No matter how much we talk about the environment, no matter how many times we're told to decrease our waste, we're inundated with food products. They are practically suffocating with extra or unrecyclable packaging. I write this as someone who not only finds it ridiculous to buy products that result in tons of hard-to-reuse waste the minute you get it home and unpackage it, but also as someone who has a cap on the amount of garbage that's picked up free of charge.

This isn't just an argument for the environment -- the space available to dump garbage continues to be a problem, so why fill it with needless waste? Save it for the garbage that's much harder to prevent. It's a matter of common sense. Do you want to waste space on fleeting convenience, or the garbage that you can't avoid?

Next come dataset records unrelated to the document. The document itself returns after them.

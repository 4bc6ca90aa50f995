use sha2::{Digest, Sha256};

use crate::config::ChunkingConfig;
use crate::domain::{Chunk, Document};
use crate::error::AppError;

/// A window of text and the char offset it starts at within the joined document.
#[derive(Debug, Clone, PartialEq, Eq)]
pub struct ChunkSpan {
    pub start: usize,
    pub text: String,
}

/// Fixed-size character windows of `chunk_size`, each starting
/// `chunk_size - chunk_overlap` chars after the previous one. The window that reaches
/// the end of the text is the last one. Blank input yields no windows.
pub fn split_with_overlap(text: &str, cfg: &ChunkingConfig) -> Result<Vec<ChunkSpan>, AppError> {
    cfg.validate()?;
    if text.trim().is_empty() {
        return Ok(Vec::new());
    }

    // Byte offset of every char boundary, plus the end of the string.
    let bounds: Vec<usize> = text
        .char_indices()
        .map(|(i, _)| i)
        .chain(std::iter::once(text.len()))
        .collect();
    let total = bounds.len() - 1;
    let step = cfg.chunk_size - cfg.chunk_overlap;

    let mut out = Vec::new();
    let mut start = 0usize;
    loop {
        let end = (start + cfg.chunk_size).min(total);
        out.push(ChunkSpan {
            start,
            text: text[bounds[start]..bounds[end]].to_string(),
        });
        if end == total {
            break;
        }
        start += step;
    }
    Ok(out)
}

/// Chunks one document. Pages are joined with `\n`; each chunk is stamped with the
/// page its first character falls on.
pub fn chunk_document(doc: &Document, cfg: &ChunkingConfig) -> Result<Vec<Chunk>, AppError> {
    let mut joined = String::new();
    // (char offset where the page starts, page number)
    let mut page_starts: Vec<(usize, Option<u32>)> = Vec::with_capacity(doc.pages.len());
    let mut offset = 0usize;
    for (i, page) in doc.pages.iter().enumerate() {
        if i > 0 {
            joined.push('\n');
            offset += 1;
        }
        let text = normalize_text(&page.text);
        page_starts.push((offset, page.number));
        offset += text.chars().count();
        joined.push_str(&text);
    }

    let spans = split_with_overlap(&joined, cfg)?;
    let chunks = spans
        .into_iter()
        .enumerate()
        .map(|(ordinal, span)| {
            let page = page_starts
                .iter()
                .rev()
                .find(|(start, _)| *start <= span.start)
                .and_then(|(_, n)| *n);
            new_chunk(&doc.source, ordinal as u32, page, span.text)
        })
        .collect();
    Ok(chunks)
}

/// Chunk identity is content-derived: the same source, position and text always
/// produce the same id.
pub fn new_chunk(source: &str, ordinal: u32, page: Option<u32>, text: String) -> Chunk {
    let text_sha256 = sha256_hex(text.as_bytes());
    let chunk_id = sha256_hex(format!("v1|{source}|{ordinal}|{text_sha256}").as_bytes());
    Chunk {
        chunk_id,
        source: source.to_string(),
        page,
        ordinal,
        text,
        text_sha256,
    }
}

pub(crate) fn normalize_text(s: &str) -> String {
    s.replace("\r\n", "\n").replace('\r', "\n")
}

fn sha256_hex(bytes: &[u8]) -> String {
    hex::encode(Sha256::digest(bytes))
}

The biggest culprit is styrofoam. My god, it's everywhere, and in most cases, highly unnecessary. The saran+styrofoam combo is rampant in grocery stores -- with meats, vegetables, sliced cheeses, mushrooms. Since much of the food doesn't last long in that packaging, like mushrooms and meats, it must be unwrapped and used immediately, or repackaged in something else to maintain freshness or freeze. The styrofoam is left behind -- useless, unrecyclable. And cheese slices -- my god, I've seen four slices of cheese wrapped this way before -- which is particularly infuriating when it's right next to the same cheese on a deli counter that can be sliced on request and slipped inside one small plastic bag.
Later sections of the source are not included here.